The Londonderry Town House, or the Londonderry Town Hall is the town hall of Londonderry, Vermont. It is located on Middletown Road in the village of South Londonderry. Built in 1860, its architecture encapsulates the changing functions of this type of public venue through more than 100 years of history. It was listed on the National Register of Historic Places in 1983.

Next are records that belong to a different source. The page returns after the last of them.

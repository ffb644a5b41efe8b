//! Step definitions for sprint planning behaviour tests.

mod given;
mod then;
mod when;
pub mod world;
//! Adapter implementations for planning ports.

pub mod memory;
pub mod postgres;
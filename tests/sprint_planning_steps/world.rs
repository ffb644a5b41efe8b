//! Shared world state for sprint planning BDD scenarios.

use std::collections::HashMap;
use std::sync::Arc;

use chrono::{Duration, NaiveDate};
use mockable::DefaultClock;
use nexdo::planning::{
    adapters::memory::InMemoryPlanningRepository,
    config::PlanningConfig,
    domain::{Sprint, SprintId, Task, TaskId},
    services::{BacklogService, SprintLifecycleError, SprintLifecycleService},
};
use rstest::fixture;

/// Lifecycle service type used by the BDD world.
pub type TestLifecycle = SprintLifecycleService<InMemoryPlanningRepository, DefaultClock>;

/// Scenario world for sprint planning behaviour tests.
pub struct SprintPlanningWorld {
    pub repository: Arc<InMemoryPlanningRepository>,
    pub lifecycle: TestLifecycle,
    pub backlog: BacklogService<InMemoryPlanningRepository, DefaultClock>,
    pub tasks: HashMap<String, TaskId>,
    pub sprints: HashMap<String, SprintId>,
    pub last_sprint_result: Option<Result<Sprint, SprintLifecycleError>>,
}

impl SprintPlanningWorld {
    /// Creates a world over an empty in-memory store.
    #[must_use]
    pub fn new() -> Self {
        let repository = Arc::new(InMemoryPlanningRepository::new());
        let clock = Arc::new(DefaultClock);
        let lifecycle = SprintLifecycleService::new(
            Arc::clone(&repository),
            Arc::clone(&clock),
            PlanningConfig::default(),
        )
        .expect("empty in-memory store should load");
        let backlog = BacklogService::new(Arc::clone(&repository), clock);

        Self {
            repository,
            lifecycle,
            backlog,
            tasks: HashMap::new(),
            sprints: HashMap::new(),
            last_sprint_result: None,
        }
    }

    /// Looks up a task created earlier in the scenario.
    pub fn task_id(&self, name: &str) -> Result<TaskId, eyre::Report> {
        self.tasks
            .get(name)
            .copied()
            .ok_or_else(|| eyre::eyre!("unknown task {name} in scenario world"))
    }

    /// Loads the stored state of a named task.
    pub fn task(&self, name: &str) -> Result<Task, eyre::Report> {
        let task_id = self.task_id(name)?;
        self.backlog
            .find_task(task_id)?
            .ok_or_else(|| eyre::eyre!("task {name} is no longer stored"))
    }

    /// Looks up a sprint created earlier in the scenario.
    pub fn sprint_id(&self, label: &str) -> Result<SprintId, eyre::Report> {
        self.sprints
            .get(label)
            .copied()
            .ok_or_else(|| eyre::eyre!("unknown sprint {label} in scenario world"))
    }

    /// Returns the cached state of a named sprint.
    pub fn sprint(&self, label: &str) -> Result<Sprint, eyre::Report> {
        let sprint_id = self.sprint_id(label)?;
        self.lifecycle
            .sprint(sprint_id)
            .cloned()
            .ok_or_else(|| eyre::eyre!("sprint {label} is not cached"))
    }
}

impl Default for SprintPlanningWorld {
    fn default() -> Self {
        Self::new()
    }
}

/// Fixture that creates a new scenario world.
#[fixture]
pub fn world() -> SprintPlanningWorld {
    SprintPlanningWorld::default()
}

/// The day `offset` days from today.
pub fn day(offset: i64) -> NaiveDate {
    PlanningConfig::default().today(&DefaultClock) + Duration::days(offset)
}

/// Converts a step's day count into a signed offset.
pub fn offset(days: u64) -> Result<i64, eyre::Report> {
    i64::try_from(days).map_err(|err| eyre::eyre!("day count {days} out of range: {err}"))
}
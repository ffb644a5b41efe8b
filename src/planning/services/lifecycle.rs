//! Service layer for sprint lifecycle orchestration.
//!
//! [`SprintLifecycleService`] is the only writer of sprint records and sprint
//! membership. Each operation validates first, computes new task and sprint
//! states through the domain state machines, commits one [`ChangeSet`], and
//! updates the cached sprint list only after the commit succeeds.

use crate::planning::{
    config::PlanningConfig,
    domain::{
        PlanningDomainError, Sprint, SprintAction, SprintConflict, SprintDates, SprintId,
        SprintStatus, Task, TaskId, TaskStatus,
    },
    ports::{
        ChangeSet, PlanningRepository, PlanningRepositoryError, TaskOrder, TaskQuery,
    },
};
use chrono::NaiveDate;
use mockable::Clock;
use std::collections::HashSet;
use std::sync::Arc;
use thiserror::Error;

/// Request payload for creating a sprint.
#[derive(Debug, Clone, PartialEq, Eq)]
pub struct CreateSprintRequest {
    start: NaiveDate,
    end: NaiveDate,
    task_ids: Vec<TaskId>,
}

impl CreateSprintRequest {
    /// Creates a request for an empty sprint covering `start` to `end`.
    #[must_use]
    pub const fn new(start: NaiveDate, end: NaiveDate) -> Self {
        Self {
            start,
            end,
            task_ids: Vec::new(),
        }
    }

    /// Sets the tasks to assign, in the order they should be listed.
    #[must_use]
    pub fn with_tasks(mut self, task_ids: impl IntoIterator<Item = TaskId>) -> Self {
        self.task_ids = task_ids.into_iter().collect();
        self
    }
}

/// Request payload for re-planning an existing sprint.
#[derive(Debug, Clone, PartialEq, Eq)]
pub struct EditSprintRequest {
    sprint_id: SprintId,
    start: NaiveDate,
    end: NaiveDate,
    task_ids: Vec<TaskId>,
}

impl EditSprintRequest {
    /// Creates a request that moves `sprint_id` to the given dates and leaves
    /// it with no tasks unless [`Self::with_tasks`] is called.
    #[must_use]
    pub const fn new(sprint_id: SprintId, start: NaiveDate, end: NaiveDate) -> Self {
        Self {
            sprint_id,
            start,
            end,
            task_ids: Vec::new(),
        }
    }

    /// Sets the complete membership the sprint should have after the edit.
    #[must_use]
    pub fn with_tasks(mut self, task_ids: impl IntoIterator<Item = TaskId>) -> Self {
        self.task_ids = task_ids.into_iter().collect();
        self
    }
}

/// Service-level errors for sprint lifecycle operations.
#[derive(Debug, Error)]
pub enum SprintLifecycleError {
    /// Domain validation failed, including start dates not before end dates.
    #[error(transparent)]
    Domain(#[from] PlanningDomainError),

    /// The requested dates collide with a stored sprint.
    #[error("sprint dates overlap the sprint from {start} to {end}")]
    OverlappingDates {
        /// First day of the conflicting sprint.
        start: NaiveDate,
        /// Last day of the conflicting sprint.
        end: NaiveDate,
    },

    /// No sprint exists with the given identifier.
    #[error("sprint {0} not found")]
    SprintNotFound(SprintId),

    /// No task exists with the given identifier.
    #[error("task {0} not found")]
    TaskNotFound(TaskId),

    /// The task is already a member of a different sprint.
    #[error("task {task_id} already belongs to sprint {sprint_id}")]
    TaskInAnotherSprint {
        /// Requested task.
        task_id: TaskId,
        /// Sprint that currently owns the task.
        sprint_id: SprintId,
    },

    /// Repository operation failed.
    #[error(transparent)]
    Repository(#[from] PlanningRepositoryError),
}

impl SprintLifecycleError {
    /// Returns `true` when the error stems from a stale task or sprint
    /// reference, in which case callers should refresh their view.
    #[must_use]
    pub const fn is_not_found(&self) -> bool {
        matches!(
            self,
            Self::SprintNotFound(_)
                | Self::TaskNotFound(_)
                | Self::Repository(
                    PlanningRepositoryError::SprintNotFound(_)
                        | PlanningRepositoryError::TaskNotFound(_)
                )
        )
    }
}

impl From<SprintConflict> for SprintLifecycleError {
    fn from(conflict: SprintConflict) -> Self {
        Self::OverlappingDates {
            start: conflict.dates.start(),
            end: conflict.dates.end(),
        }
    }
}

==Description and history==
The town of Londonderry is located in northwestern Windham County, on the eastern flanks of the Green Mountains. The civic center of the town is in the village of South Londonderry, where Vermont Route 100 crosses the West River. Although the town offices are now located off Main Street, south of the river crossing, its old town hall (still used for town meetings and civic events) stands on Middletown Street, north of its junction with Route 100. It is a two-story wood frame structure, whose appearance has been altered by a number of additions. The core of the building is rectangular, with a front-facing gable roof and a two-stage bell tower flush with that section's front. In front of this is a rectangular hip-roof vestibule, with a five-bay two-story facade, and a projecting gable-roofed porch sheltering the main entrance. An ell extends the building to the rear, with more additions projecting from it.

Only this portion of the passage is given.